I spend a lot of time keeping up with the news and pretty much every day I read of police raids that are botched and brutal.  In an article written for the CATO Institute, writer Radley Balko notes,Americans have long maintained that a man’s home is his castle . . .unfortunately . . .over the last 25 years, America has seen a disturbing militarization of its civilian law enforcement, along with a dramatic and unsettling rise in the use of paramilitary police units (most commonly called Special Weapons and Tactics, or SWAT) for routine police work.”

“Special” once, maybe, but now less special more routine.  Just a quick Google turns up three of many similar citations:

—Police are often amped up for a SWAT-style raid, and suspects or innocent people behind the wrong door often believe that they are being attacked. (businessinsider.com).

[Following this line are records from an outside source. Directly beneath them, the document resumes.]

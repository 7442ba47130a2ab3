//! The reliable-delivery engine shared by client and server.
//!
//! A [TransferSession] moves one file in one direction, with exactly one packet in flight at any
//!  time. Whether it acts as the sender (DATA out, ACKs in) or the receiver (DATA in, ACKs out)
//!  depends on which of [TransferSession::send_file] and [TransferSession::receive_file] is
//!  called, and the per-exchange handling is identical in both roles:
//!
//! * malformed datagrams are discarded without a reply and without affecting the retry budget
//! * the first valid datagram binds the peer's transfer ID (address and port) unless it is known
//!    already; datagrams from any other source get an 'unknown transfer ID' error reply and are
//!    otherwise ignored
//! * an ERROR packet from the peer ends the session immediately
//! * a packet of the wrong type or with a block number from the future is a protocol violation:
//!    the peer gets an 'illegal operation' error and the session ends
//! * a block number from the past is a duplicate: duplicate DATA is re-acknowledged, duplicate
//!    ACKs are dropped
//! * if no matching packet arrives in time, the last packet is sent again, until the retry
//!    budget is exhausted

use std::cmp::Ordering;
use std::fmt::{Debug, Formatter};
use std::net::SocketAddr;
use std::sync::Arc;

use bytes::Bytes;
use tokio::time::Instant;
use tracing::{debug, error, trace, warn};

use crate::config::SessionConfig;
use crate::error::TransferError;
use crate::file_store::{FileStore, FileStoreError};
use crate::packet::{ErrorCode, Opcode, Packet, MAX_BLOCK_NUMBER, MAX_DATA_LEN};
use crate::transfer_socket::{Received, TransferSocket};

#[derive(Debug, Copy, Clone, Eq, PartialEq)]
pub enum SessionState {
    Init,
    AwaitAck,
    AwaitData,
    Complete,
    Errored,
}

#[derive(Debug, Copy, Clone, Eq, PartialEq)]
pub enum Role {
    Sender,
    Receiver,
}

#[derive(Copy, Clone)]
enum Expect {
    Ack(u16),
    Data(u16),
}
impl Expect {
    fn block(self) -> u16 {
        match self {
            Expect::Ack(block) | Expect::Data(block) => block,
        }
    }

    fn opcode(self) -> Opcode {
        match self {
            Expect::Ack(_) => Opcode::Ack,
            Expect::Data(_) => Opcode::Data,
        }
    }
}
impl Debug for Expect {
    fn fmt(&self, f: &mut Formatter<'_>) -> std::fmt::Result {
        match self {
            Expect::Ack(block) => write!(f, "ACK({})", block),
            Expect::Data(block) => write!(f, "DATA({})", block),
        }
    }
}

/// Cuts a file into DATA payloads. The last payload is always shorter than [MAX_DATA_LEN] since
///  that is what signals the end of the transfer - if the file length is a multiple of the
///  block size, that means an additional empty payload.
pub fn split_into_blocks(data: &Bytes) -> Vec<Bytes> {
    let mut result = Vec::with_capacity(data.len() / MAX_DATA_LEN + 1);
    let mut offs = 0;
    while data.len() - offs >= MAX_DATA_LEN {
        result.push(data.slice(offs..offs + MAX_DATA_LEN));
        offs += MAX_DATA_LEN;
    }
    result.push(data.slice(offs..));
    result
}

/// One side of a single file transfer, bound to its own socket
pub struct TransferSession {
    config: SessionConfig,
    socket: Arc<dyn TransferSocket>,
    role: Option<Role>,
    state: SessionState,
    /// the block number that is currently expected (receiver) or in flight (sender)
    block: u16,
    /// the peer's transfer ID - once set, it never changes
    peer: Option<SocketAddr>,
    /// where the request went, for re-sending it while the peer is still unknown
    request_dest: Option<SocketAddr>,
    retries_left: u32,
    last_sent: Option<Packet>,
    deadline: Instant,
}

impl TransferSession {
    /// Server side: the request was received from `peer`, and its source is the peer's transfer
    ///  ID. `socket` is a fresh socket whose port becomes this side's transfer ID.
    pub fn accepted(config: SessionConfig, socket: Arc<dyn TransferSocket>, peer: SocketAddr) -> TransferSession {
        Self::new(config, socket, Some(peer), None)
    }

    /// Client side: sends `request` to the server's well-known address. The peer's transfer ID
    ///  is learned from the first reply.
    pub async fn open_request(config: SessionConfig, socket: Arc<dyn TransferSocket>, server_addr: SocketAddr, request: Packet) -> Result<TransferSession, TransferError> {
        let mut session = Self::new(config, socket, None, Some(server_addr));
        debug!("sending {:?} to {:?}", request, server_addr);
        session.send_to_peer(request).await?;
        Ok(session)
    }

    fn new(config: SessionConfig, socket: Arc<dyn TransferSocket>, peer: Option<SocketAddr>, request_dest: Option<SocketAddr>) -> TransferSession {
        TransferSession {
            config,
            socket,
            role: None,
            state: SessionState::Init,
            block: 0,
            peer,
            request_dest,
            retries_left: config.max_retries,
            last_sent: None,
            deadline: Instant::now() + config.timeout,
        }
    }

    pub fn state(&self) -> SessionState {
        self.state
    }

    pub fn role(&self) -> Option<Role> {
        self.role
    }

    pub fn peer(&self) -> Option<SocketAddr> {
        self.peer
    }

    pub fn local_addr(&self) -> SocketAddr {
        self.socket.local_addr()
    }

    /// Sender role: transfers `data` block by block, waiting for each block's ACK before sending
    ///  the next one. If the session was opened by a write request, the server's ACK for block 0
    ///  is awaited first.
    pub async fn send_file(&mut self, data: Bytes) -> Result<(), TransferError> {
        self.role = Some(Role::Sender);
        let result = self.do_send_file(data).await;
        self.finish(result)
    }

    /// Receiver role: appends the payload of each accepted DATA block to `file_name` in `store`,
    ///  acknowledging it after it was written. If the session was accepted from a write request,
    ///  it starts by acknowledging block 0.
    ///
    /// With `create_on_first_block`, the file is created when the first block arrives (rather
    ///  than up front by the caller) so that a rejected request leaves no file behind.
    pub async fn receive_file(&mut self, store: &dyn FileStore, file_name: &str, create_on_first_block: bool) -> Result<(), TransferError> {
        self.role = Some(Role::Receiver);
        let result = self.do_receive_file(store, file_name, create_on_first_block).await;
        self.finish(result)
    }

    /// Ends the session before any transfer took place because the file could not be opened,
    ///  telling the peer why.
    pub async fn reject(&mut self, e: FileStoreError) -> TransferError {
        let e = self.file_error(e).await;
        self.state = SessionState::Errored;
        e
    }

    fn finish(&mut self, result: Result<(), TransferError>) -> Result<(), TransferError> {
        match &result {
            Ok(()) => {
                debug!("transfer complete after block {}", self.block);
                self.state = SessionState::Complete;
            }
            Err(e) => {
                debug!("transfer failed in state {:?}: {}", self.state, e);
                self.state = SessionState::Errored;
            }
        }
        result
    }

    async fn do_send_file(&mut self, data: Bytes) -> Result<(), TransferError> {
        let blocks = split_into_blocks(&data);
        if blocks.len() > MAX_BLOCK_NUMBER as usize {
            warn!("file of {} bytes needs {} blocks, maximum is {}", data.len(), blocks.len(), MAX_BLOCK_NUMBER);
            if let Some(peer) = self.peer {
                self.send_packet(peer, &Packet::error(ErrorCode::NotDefined, "file too large")).await;
            }
            return Err(TransferError::FileTooLarge { max_blocks: MAX_BLOCK_NUMBER });
        }

        if self.peer.is_none() {
            // our write request is in flight, and the reply's source becomes the peer
            self.state = SessionState::AwaitAck;
            self.await_packet(Expect::Ack(0)).await?;
        }

        for (block, payload) in (1..=MAX_BLOCK_NUMBER).zip(blocks) {
            self.block = block;
            trace!("sending block {} with {} bytes", block, payload.len());
            self.send_to_peer(Packet::Data { block, payload }).await?;

            self.state = SessionState::AwaitAck;
            self.await_packet(Expect::Ack(block)).await?;
        }
        Ok(())
    }

    async fn do_receive_file(&mut self, store: &dyn FileStore, file_name: &str, create_on_first_block: bool) -> Result<(), TransferError> {
        if self.last_sent.is_none() {
            // accepted write request: block 0 acknowledges the request itself
            self.send_to_peer(Packet::ack(0)).await?;
        }

        let mut block = 1u16;
        loop {
            self.block = block;
            self.state = SessionState::AwaitData;
            let payload = match self.await_packet(Expect::Data(block)).await? {
                Packet::Data { payload, .. } => payload,
                other => return Err(TransferError::ProtocolViolation(format!("expected DATA, got {:?}", other))),
            };

            if block == 1 && create_on_first_block {
                if let Err(e) = store.create(file_name).await {
                    return Err(self.file_error(e).await);
                }
            }
            if let Err(e) = store.append(file_name, &payload).await {
                return Err(self.file_error(e).await);
            }
            trace!("wrote block {} with {} bytes to {}", block, payload.len(), file_name);

            self.send_to_peer(Packet::ack(block)).await?;

            if payload.len() < MAX_DATA_LEN {
                return Ok(());
            }
            if block == MAX_BLOCK_NUMBER {
                warn!("sender exceeds the maximum of {} blocks", MAX_BLOCK_NUMBER);
                if let Some(peer) = self.peer {
                    self.send_packet(peer, &Packet::error(ErrorCode::NotDefined, "file too large")).await;
                }
                return Err(TransferError::FileTooLarge { max_blocks: MAX_BLOCK_NUMBER });
            }
            block += 1;
        }
    }

    /// Waits for the packet that matches `expect`, handling everything else that arrives in the
    ///  meantime, and re-sending the last packet on timeout.
    async fn await_packet(&mut self, expect: Expect) -> Result<Packet, TransferError> {
        loop {
            let timeout = self.deadline.saturating_duration_since(Instant::now());
            let (from, buf) = match self.socket.recv_datagram(timeout).await {
                Received::Datagram { from, buf } => (from, buf),
                Received::Timeout => {
                    self.on_timeout(expect).await?;
                    continue;
                }
                Received::Closed => {
                    debug!("socket closed while waiting for {:?}", expect);
                    return Err(TransferError::SocketClosed);
                }
            };

            let packet = match Packet::decode(&buf) {
                Ok(packet) => packet,
                Err(e) => {
                    debug!("discarding malformed datagram from {:?}: {}", from, e);
                    continue;
                }
            };
            trace!("received {:?} from {:?}", packet, from);

            match self.peer {
                None => {
                    debug!("bound transfer to peer {:?}", from);
                    self.peer = Some(from);
                }
                Some(peer) if peer != from => {
                    warn!("received {:?} from unknown transfer ID {:?}, bound to {:?} - rejecting", packet, from, peer);
                    self.send_packet(from, &Packet::error(ErrorCode::UnknownTransferId, "unknown transfer ID")).await;
                    continue;
                }
                Some(_) => {}
            }

            if let Packet::Error { code, message } = &packet {
                warn!("peer aborted the transfer with error {:?}: {}", code, message);
                return Err(TransferError::RemoteError { code: *code, message: message.clone() });
            }

            if packet.opcode() != expect.opcode() {
                return Err(self.violation(format!("expected {:?}, received {:?}", expect, packet)).await);
            }

            let block = packet.block().unwrap_or_default();
            match block.cmp(&expect.block()) {
                Ordering::Equal => {
                    self.retries_left = self.config.max_retries;
                    return Ok(packet);
                }
                Ordering::Less => {
                    if expect.opcode() == Opcode::Data {
                        debug!("duplicate DATA block {} while waiting for {:?} - re-sending its ACK", block, expect);
                        if let Some(peer) = self.peer {
                            self.send_packet(peer, &Packet::ack(block)).await;
                        }
                    }
                    else {
                        debug!("duplicate ACK {} while waiting for {:?} - ignoring", block, expect);
                    }
                }
                Ordering::Greater => {
                    return Err(self.violation(format!("expected {:?}, received {:?}", expect, packet)).await);
                }
            }
        }
    }

    async fn on_timeout(&mut self, expect: Expect) -> Result<(), TransferError> {
        self.retries_left = self.retries_left.saturating_sub(1);
        if self.retries_left == 0 {
            warn!("no valid reply while waiting for {:?} after {} attempts - giving up", expect, self.config.max_retries);
            return Err(TransferError::TransferAborted { attempts: self.config.max_retries });
        }

        let Some(packet) = self.last_sent.clone() else {
            return Err(TransferError::TransferAborted { attempts: self.config.max_retries });
        };
        debug!("timed out waiting for {:?} - re-sending {:?}, {} attempts left", expect, packet, self.retries_left);
        self.send_to_peer(packet).await
    }

    /// sends a packet that is part of the transfer proper, i.e. that is re-sent on timeout
    async fn send_to_peer(&mut self, packet: Packet) -> Result<(), TransferError> {
        let Some(to) = self.peer.or(self.request_dest) else {
            error!("no destination for {:?} - this is a bug", packet);
            return Err(TransferError::SocketClosed);
        };

        let buf = packet.encode()?;
        self.socket.send_datagram(to, &buf).await;
        self.last_sent = Some(packet);
        self.deadline = Instant::now() + self.config.timeout;
        Ok(())
    }

    /// sends a packet outside the regular exchange (error replies, repeated ACKs)
    async fn send_packet(&self, to: SocketAddr, packet: &Packet) {
        match packet.encode() {
            Ok(buf) => self.socket.send_datagram(to, &buf).await,
            Err(e) => error!("cannot encode {:?}: {}", packet, e),
        }
    }

    async fn violation(&mut self, message: String) -> TransferError {
        warn!("protocol violation: {}", message);
        if let Some(peer) = self.peer {
            self.send_packet(peer, &Packet::error(ErrorCode::IllegalOperation, format!("illegal operation: {}", message))).await;
        }
        TransferError::ProtocolViolation(message)
    }

    async fn file_error(&mut self, e: FileStoreError) -> TransferError {
        warn!("file store error: {}", e);
        if let Some(peer) = self.peer {
            self.send_packet(peer, &Packet::error(e.error_code(), e.to_string())).await;
        }
        e.into()
    }
}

—Federal court case launched after a SWAT team burst into the wrong house, shot the family dog, handcuffed the children and forced them to “sit next to the carcass of their dead and bloody pet for more than an hour.” (WND.com)

—A small organic farm in Arlington, TX, was the target of a massive police action last week that included aerial surveillance, a SWAT raid and a 10-hour search (which found no violations). (Huffington Post 8/15/13).

What we’re talking about is not traditional police work and tactics. We’re talking about police forces becoming domestic armies, and the mindset of armies is not to protect citizens, but to destroy enemies. It’s a mindset that can result in ruthless acts of brutality as in the recent case of a woman in Tallahassee, FL who wound up after a police stop with injuries requiring reconstructive facial surgery. (The Tallahassee Democrat, 9/10/2013. Again, such incidents are reported with more and more frequency.

This trend to militarize community police forces is something many of us turn a blind eye to, but it has upset Col. Peter Marino, a former marine who served in Iraq helping to build the Iraqi army.  Marino, in impassioned remarks at a Concord, NH council meeting said (and being in the army-building business he should know), “What we’re doing here, and let’s not kid about it, is we’re building a domestic army . . .We’re building an Army over here and I can’t believe people aren’t seeing it, is everybody blind?”

Play Marino’s remarks over news footage of black-helmeted, flak-jacketed cadres of the local infantry in high-laced boots with “POLICE” written on their backs, pouring out of armored personnel carriers with heavy munitions surrounding demonstrators exercising their right to congregate, and my bad dream of domestic armies becomes more than a personal nightmare. Did Bin Laden win after all?